Moreover, thanks to conservation of angular momentum, reducing the moon’s diameter would also speed up its rotation, so that its “day” would shorten from 29.5 Earth days to a more hospitable 4.92 days. Indeed, Conrad immediately suggested crushing just a wee bit less, so that the day would work out to exactly 5.00 Earth days, or 120 hours. He’d had his fill of goofy clocks and calendars on Sorrow, and the decrease in surface gravity that would result—a mere 0.02 gee, according to Bruno’s office wall—would inconvenience no one.
“An excellent suggestion,” the king said, with approval and relief in his voice. “I see we’re in good hands. In any case, the way is paved for such an endeavor by the engineering of large planettes, by the terraforming of Mars and Venus, and of Sorrow and Gammon and Pup. And in truth a squozen moon is more suitable than those colony worlds in a variety of ways. Locked tight against their red-dwarf stars, those three are metal-poor and radiation-rich, and their days are very long. We can do better by design than by astronomical accident. But I forget myself. I don’t have to tell you this, who have seen it all firsthand.”
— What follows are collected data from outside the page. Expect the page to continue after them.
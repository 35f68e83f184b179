use std::path::PathBuf;

use tracing::{debug, error, info, warn};

use super::{disconnect_quietly, fetch_current_user, now_ts};
use crate::bundle;
use crate::client::{ApiSpec, LocalStoreDecoder, ProtocolClient, SessionFlag};
use crate::compat;
use crate::config::DeviceOverrides;
use crate::error::{PortError, Result};
use crate::fingerprint::{self, HostPlatform};
use tdport_protocol::{AccountInfo, Bundle, DeviceRecord, UserProfile};

/// Inputs of one export.
#[derive(Debug, Clone, PartialEq, Eq)]
pub struct ExportRequest {
	pub local_store: PathBuf,
	pub out_dir: PathBuf,
	/// Shared basename of the document and artifact; also the fingerprint seed.
	pub basename: String,
	pub app_id: Option<i64>,
	pub app_hash: Option<String>,
}

impl ExportRequest {
	pub fn new(local_store: impl Into<PathBuf>, out_dir: impl Into<PathBuf>, basename: impl Into<String>) -> Self {
		Self {
			local_store: local_store.into(),
			out_dir: out_dir.into(),
			basename: basename.into(),
			app_id: None,
			app_hash: None,
		}
	}

	pub fn with_api(mut self, app_id: Option<i64>, app_hash: Option<String>) -> Self {
		self.app_id = app_id;
		self.app_hash = app_hash;
		self
	}
}

/// Files produced by a successful export.
#[derive(Debug, Clone)]
pub struct ExportReport {
	pub document: PathBuf,
	pub artifact: PathBuf,
	pub bundle: Bundle,
}

/// Local store -> bundle.
pub struct ExportPipeline<'a> {
	decoder: &'a dyn LocalStoreDecoder,
	host: HostPlatform,
	overrides: DeviceOverrides,
	flag: SessionFlag,
}

impl<'a> ExportPipeline<'a> {
	pub fn new(decoder: &'a dyn LocalStoreDecoder, host: HostPlatform, overrides: DeviceOverrides) -> Self {
		Self {
			decoder,
			host,
			overrides,
			flag: SessionFlag::default(),
		}
	}

	pub fn with_session_flag(mut self, flag: SessionFlag) -> Self {
		self.flag = flag;
		self
	}

	/// Runs the export and reports success. Failures are logged, never returned.
	pub async fn run(&self, request: &ExportRequest) -> bool {
		match self.execute(request).await {
			Ok(report) => {
				info!(
					target = "tdport.export",
					document = %report.document.display(),
					artifact = %report.artifact.display(),
					"bundle exported"
				);
				true
			}
			Err(err) => {
				error!(target = "tdport.export", stage = err.stage(), source = %request.local_store.display(), error = %err, "export failed");
				false
			}
		}
	}

	/// Runs the export, returning the failing stage as a typed error.
	///
	/// A session artifact that was already written when conversion failed is
	/// left in place.
	pub async fn execute(&self, request: &ExportRequest) -> Result<ExportReport> {
		validate_basename(&request.basename)?;
		if !request.local_store.is_dir() {
			return Err(PortError::Decode(format!("{} is not a directory", request.local_store.display())));
		}
		std::fs::create_dir_all(&request.out_dir)?;

		compat::normalize(&request.local_store);

		info!(target = "tdport.export", source = %request.local_store.display(), "decoding local store");
		let identities = self
			.decoder
			.open(&request.local_store)
			.await
			.map_err(|e| PortError::Decode(format!("{}: {e}", request.local_store.display())))?;
		if identities.account_count() == 0 {
			return Err(PortError::Decode(format!("no accounts in {}", request.local_store.display())));
		}

		let api = ApiSpec::resolve(request.app_id, request.app_hash.as_deref());
		let artifact = bundle::artifact_path(&request.out_dir, &request.basename);
		debug!(target = "tdport.export", artifact = %artifact.display(), app_id = api.app_id, "converting identity");

		let mut client = identities
			.to_client_session(&artifact, self.flag, api.clone())
			.await
			.map_err(|e| PortError::Conversion(format!("building client session: {e}")))?;
		if let Err(err) = client.connect().await {
			disconnect_quietly(client.as_mut()).await;
			return Err(PortError::Conversion(format!("connecting converted session: {err}")));
		}

		let user = fetch_current_user(client.as_mut(), "export").await;
		let live = fetch_live_device(client.as_mut()).await;
		disconnect_quietly(client.as_mut()).await;

		let synthesized = fingerprint::synthesize(&request.basename, &self.host);
		let device = fingerprint::resolve_device_metadata(&self.overrides, live.as_ref(), synthesized);

		let bundle = Bundle {
			app_id: api.app_id,
			app_hash: api.app_hash,
			session_file: request.basename.clone(),
			device,
			proxy: None,
			account: account_info(user.as_ref()),
		};

		ensure_artifact(&artifact)?;
		let document = bundle::encode(&bundle, &request.out_dir, &request.basename)?;

		Ok(ExportReport { document, artifact, bundle })
	}
}

fn validate_basename(basename: &str) -> Result<()> {
	let invalid = basename.trim().is_empty() || basename.contains(['/', '\\']) || basename == "." || basename == "..";
	if invalid {
		return Err(PortError::Config(format!("invalid bundle basename {basename:?}")));
	}
	Ok(())
}

/// The current-device record, if the client can supply one.
async fn fetch_live_device(client: &mut dyn ProtocolClient) -> Option<DeviceRecord> {
	match client.authorizations().await {
		Ok(records) => {
			let current = fingerprint::current_device(&records).cloned();
			if current.is_none() {
				debug!(target = "tdport.export", count = records.len(), "no current device among authorizations");
			}
			current
		}
		Err(err) => {
			warn!(target = "tdport.export", error = %err, "could not read authorizations; using synthesized device metadata");
			None
		}
	}
}

fn account_info(user: Option<&UserProfile>) -> AccountInfo {
	let mut info = AccountInfo {
		last_check_time: Some(now_ts()),
		..Default::default()
	};
	if let Some(user) = user {
		info.id = Some(user.id);
		info.phone = user.phone.clone();
		info.username = user.username.clone();
		info.first_name = user.first_name.clone();
		info.last_name = user.last_name.clone();
		info.is_premium = Some(user.premium);
		info.has_profile_pic = Some(user.has_profile_pic);
	}
	info
}

fn ensure_artifact(artifact: &std::path::Path) -> Result<()> {
	match std::fs::metadata(artifact) {
		Ok(meta) if meta.is_file() && meta.len() > 0 => Ok(()),
		Ok(_) => Err(PortError::Conversion(format!("session artifact {} is empty", artifact.display()))),
		Err(_) => Err(PortError::Conversion(format!("session artifact {} was not written", artifact.display()))),
	}
}

#[cfg(test)]
mod tests {
	use super::*;

	#[test]
	fn basename_must_be_a_plain_name() {
		assert!(validate_basename("acct1").is_ok());
		assert!(validate_basename("my.account").is_ok());
		for bad in ["", "  ", "a/b", "a\\b", "..", "."] {
			assert!(matches!(validate_basename(bad), Err(PortError::Config(_))), "{bad:?}");
		}
	}

	#[test]
	fn account_info_copies_profile() {
		let user = UserProfile {
			id: 9,
			username: Some("neo".into()),
			premium: true,
			..Default::default()
		};
		let info = account_info(Some(&user));
		assert_eq!(info.id, Some(9));
		assert_eq!(info.username.as_deref(), Some("neo"));
		assert_eq!(info.is_premium, Some(true));
		assert_eq!(info.has_profile_pic, Some(false));
		assert!(info.last_check_time.is_some());

		let empty = account_info(None);
		assert_eq!(empty.id, None);
		assert_eq!(empty.is_premium, None);
	}
}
He was leading Conrad toward the fax gate, and at first Conrad assumed he was being dismissed. Bruno had what he wanted—a leader for this bizarre project—and now he was getting back to his own work. But apparently, the sales pitch wasn’t over quite yet, for the king murmured something to the fax gate and stepped right through it alongside him.
They came out on a warm, windswept mountaintop under a sprawling canopy of stars. This was some kind of scenic overlook at a mountain’s summit: a flat, circular depression lined with a wellstone emulation of the surrounding rock. A winding stone staircase led downward, to a cluster of wellglass buildings ringing the mountain farther down. There were no other peaks in view, and a few hundred meters below the buildings was a layer of cloud that hid the ground, making it impossible to tell how high this mountain was.